[Stored data entries]
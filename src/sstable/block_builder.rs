use crate::byteutils::put_fixed32;
use crate::comparator::Comparator;
use std::cmp::Ordering;
use std::sync::Arc;

/// Builds a block of prefix-compressed entries.
///
/// Every `restart_interval` entries the key is stored in full and its offset is
/// recorded as a restart point, so readers can binary search the block.
pub struct BlockBuilder {
    restart_interval: usize,
    comparator: Arc<dyn Comparator>,
    buffer: Vec<u8>,
    restarts: Vec<u32>,
    /// Entries emitted since the last restart.
    counter: usize,
    finished: bool,
    last_key: Vec<u8>,
}

impl BlockBuilder {
    pub fn new(restart_interval: usize, comparator: Arc<dyn Comparator>) -> BlockBuilder {
        assert!(restart_interval >= 1);
        BlockBuilder {
            restart_interval,
            comparator,
            buffer: vec![],
            restarts: vec![0],
            counter: 0,
            finished: false,
            last_key: vec![],
        }
    }

    /// Reset the contents as if the builder was just constructed.
    pub fn reset(&mut self) {
        self.buffer.clear();
        self.restarts.clear();
        self.restarts.push(0);
        self.counter = 0;
        self.finished = false;
        self.last_key.clear();
    }

    /// REQUIRES: `finish()` has not been called since the last `reset()`.
    /// REQUIRES: `key` is larger than any previously added key.
    pub fn add(&mut self, key: &[u8], value: &[u8]) {
        debug_assert!(!self.finished);
        debug_assert!(self.counter <= self.restart_interval);
        debug_assert!(
            self.buffer.is_empty()
                || self.comparator.compare(key, &self.last_key) == Ordering::Greater
        );

        let mut shared = 0;
        if self.counter < self.restart_interval {
            let min_len = self.last_key.len().min(key.len());
            while shared < min_len && self.last_key[shared] == key[shared] {
                shared += 1;
            }
        } else {
            self.restarts.push(self.buffer.len() as u32);
            self.counter = 0;
        }
        let non_shared = key.len() - shared;

        put_fixed32(&mut self.buffer, shared as u32);
        put_fixed32(&mut self.buffer, non_shared as u32);
        put_fixed32(&mut self.buffer, value.len() as u32);
        self.buffer.extend_from_slice(&key[shared..]);
        self.buffer.extend_from_slice(value);

        self.last_key.truncate(shared);
        self.last_key.extend_from_slice(&key[shared..]);
        debug_assert_eq!(self.last_key.as_slice(), key);
        self.counter += 1;
    }

    /// Add an entry that is exempt from key ordering. It starts its own restart point
    /// and nothing may be added after it.
    pub fn add_trailing(&mut self, key: &[u8], value: &[u8]) {
        debug_assert!(!self.finished);
        if !self.buffer.is_empty() {
            self.restarts.push(self.buffer.len() as u32);
        }
        self.counter = self.restart_interval;
        put_fixed32(&mut self.buffer, 0);
        put_fixed32(&mut self.buffer, key.len() as u32);
        put_fixed32(&mut self.buffer, value.len() as u32);
        self.buffer.extend_from_slice(key);
        self.buffer.extend_from_slice(value);
        self.last_key.clear();
        self.last_key.extend_from_slice(key);
    }

    /// Append the restart array and return the block contents, valid until `reset()`.
    pub fn finish(&mut self) -> &[u8] {
        debug_assert!(!self.finished);
        for i in 0..self.restarts.len() {
            put_fixed32(&mut self.buffer, self.restarts[i]);
        }
        put_fixed32(&mut self.buffer, self.restarts.len() as u32);
        self.finished = true;
        &self.buffer
    }

    /// Size of the block `finish()` would produce now.
    pub fn current_size_estimate(&self) -> usize {
        self.buffer.len() + self.restarts.len() * 4 + 4
    }

    pub fn is_empty(&self) -> bool {
        self.buffer.is_empty()
    }
}
pub mod skip_list;
use crate::cache::ShardedLRUCache;
use crate::comparator::{BytewiseComparator, Comparator};
use crate::filter::FilterPolicy;
use crate::sstable::block::Block;
use std::sync::Arc;

pub const DEFAULT_BLOCK_SIZE: usize = 4096;
pub const DEFAULT_BLOCK_RESTART_INTERVAL: usize = 20;
/// Generate a new filter every 2KB of data
pub const DEFAULT_FILTER_BASE_LG: u8 = 11;

/// Options controlling how tables are built and read.
#[derive(Clone)]
pub struct Options {
    /// Order of keys in tables. Tables must be read with the comparator they were built with.
    pub comparator: Arc<dyn Comparator>,

    /// If set, a filter block is built with this policy and consulted on reads.
    pub filter_policy: Option<Arc<dyn FilterPolicy>>,

    /// Approximate size of user data packed per block.
    pub block_size: usize,

    /// Number of keys between restart points for delta encoding of keys.
    pub block_restart_interval: usize,

    /// Log2 of the data span covered by one filter.
    pub filter_base_lg: u8,

    /// Verify block checksums on every read.
    pub verify_checksums: bool,

    /// Cache of decoded data blocks shared by all tables opened with these options.
    pub block_cache: Option<Arc<ShardedLRUCache<Block>>>,
}

impl Default for Options {
    fn default() -> Self {
        Options {
            comparator: Arc::new(BytewiseComparator),
            filter_policy: None,
            block_size: DEFAULT_BLOCK_SIZE,
            block_restart_interval: DEFAULT_BLOCK_RESTART_INTERVAL,
            filter_base_lg: DEFAULT_FILTER_BASE_LG,
            verify_checksums: true,
            block_cache: None,
        }
    }
}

Exercise objective — Return the full data above, line for line.

Output of the task —
filename src/sstable/block_builder.rs
use crate::byteutils::put_fixed32;
use crate::comparator::Comparator;
use std::cmp::Ordering;
use std::sync::Arc;

/// Builds a block of prefix-compressed entries.
///
/// Every `restart_interval` entries the key is stored in full and its offset is
/// recorded as a restart point, so readers can binary search the block.
pub struct BlockBuilder {
    restart_interval: usize,
    comparator: Arc<dyn Comparator>,
    buffer: Vec<u8>,
    restarts: Vec<u32>,
    /// Entries emitted since the last restart.
    counter: usize,
    finished: bool,
    last_key: Vec<u8>,
}

impl BlockBuilder {
    pub fn new(restart_interval: usize, comparator: Arc<dyn Comparator>) -> BlockBuilder {
        assert!(restart_interval >= 1);
        BlockBuilder {
            restart_interval,
            comparator,
            buffer: vec![],
            restarts: vec![0],
            counter: 0,
            finished: false,
            last_key: vec![],
        }
    }

    /// Reset the contents as if the builder was just constructed.
    pub fn reset(&mut self) {
        self.buffer.clear();
        self.restarts.clear();
        self.restarts.push(0);
        self.counter = 0;
        self.finished = false;
        self.last_key.clear();
    }

    /// REQUIRES: `finish()` has not been called since the last `reset()`.
    /// REQUIRES: `key` is larger than any previously added key.
    pub fn add(&mut self, key: &[u8], value: &[u8]) {
        debug_assert!(!self.finished);
        debug_assert!(self.counter <= self.restart_interval);
        debug_assert!(
            self.buffer.is_empty()
                || self.comparator.compare(key, &self.last_key) == Ordering::Greater
        );

        let mut shared = 0;
        if self.counter < self.restart_interval {
            let min_len = self.last_key.len().min(key.len());
            while shared < min_len && self.last_key[shared] == key[shared] {
                shared += 1;
            }
        } else {
            self.restarts.push(self.buffer.len() as u32);
            self.counter = 0;
        }
        let non_shared = key.len() - shared;

        put_fixed32(&mut self.buffer, shared as u32);
        put_fixed32(&mut self.buffer, non_shared as u32);
        put_fixed32(&mut self.buffer, value.len() as u32);
        self.buffer.extend_from_slice(&key[shared..]);
        self.buffer.extend_from_slice(value);

        self.last_key.truncate(shared);
        self.last_key.extend_from_slice(&key[shared..]);
        debug_assert_eq!(self.last_key.as_slice(), key);
        self.counter += 1;
    }

    /// Add an entry that is exempt from key ordering. It starts its own restart point
    /// and nothing may be added after it.
    pub fn add_trailing(&mut self, key: &[u8], value: &[u8]) {
        debug_assert!(!self.finished);
        if !self.buffer.is_empty() {
            self.restarts.push(self.buffer.len() as u32);
        }
        self.counter = self.restart_interval;
        put_fixed32(&mut self.buffer, 0);
        put_fixed32(&mut self.buffer, key.len() as u32);
        put_fixed32(&mut self.buffer, value.len() as u32);
        self.buffer.extend_from_slice(key);
        self.buffer.extend_from_slice(value);
        self.last_key.clear();
        self.last_key.extend_from_slice(key);
    }

    /// Append the restart array and return the block contents, valid until `reset()`.
    pub fn finish(&mut self) -> &[u8] {
        debug_assert!(!self.finished);
        for i in 0..self.restarts.len() {
            put_fixed32(&mut self.buffer, self.restarts[i]);
        }
        put_fixed32(&mut self.buffer, self.restarts.len() as u32);
        self.finished = true;
        &self.buffer
    }

    /// Size of the block `finish()` would produce now.
    pub fn current_size_estimate(&self) -> usize {
        self.buffer.len() + self.restarts.len() * 4 + 4
    }

    pub fn is_empty(&self) -> bool {
        self.buffer.is_empty()
    }
}
pub mod skip_list;
use crate::cache::ShardedLRUCache;
use crate::comparator::{BytewiseComparator, Comparator};
use crate::filter::FilterPolicy;
use crate::sstable::block::Block;
use std::sync::Arc;

pub const DEFAULT_BLOCK_SIZE: usize = 4096;
pub const DEFAULT_BLOCK_RESTART_INTERVAL: usize = 20;
/// Generate a new filter every 2KB of data
pub const DEFAULT_FILTER_BASE_LG: u8 = 11;

/// Options controlling how tables are built and read.
#[derive(Clone)]
pub struct Options {
    /// Order of keys in tables. Tables must be read with the comparator they were built with.
    pub comparator: Arc<dyn Comparator>,

    /// If set, a filter block is built with this policy and consulted on reads.
    pub filter_policy: Option<Arc<dyn FilterPolicy>>,

    /// Approximate size of user data packed per block.
    pub block_size: usize,

    /// Number of keys between restart points for delta encoding of keys.
    pub block_restart_interval: usize,

    /// Log2 of the data span covered by one filter.
    pub filter_base_lg: u8,

    /// Verify block checksums on every read.
    pub verify_checksums: bool,

    /// Cache of decoded data blocks shared by all tables opened with these options.
    pub block_cache: Option<Arc<ShardedLRUCache<Block>>>,
}

impl Default for Options {
    fn default() -> Self {
        Options {
            comparator: Arc::new(BytewiseComparator),
            filter_policy: None,
            block_size: DEFAULT_BLOCK_SIZE,
            block_restart_interval: DEFAULT_BLOCK_RESTART_INTERVAL,
            filter_base_lg: DEFAULT_FILTER_BASE_LG,
            verify_checksums: true,
            block_cache: None,
        }
    }
}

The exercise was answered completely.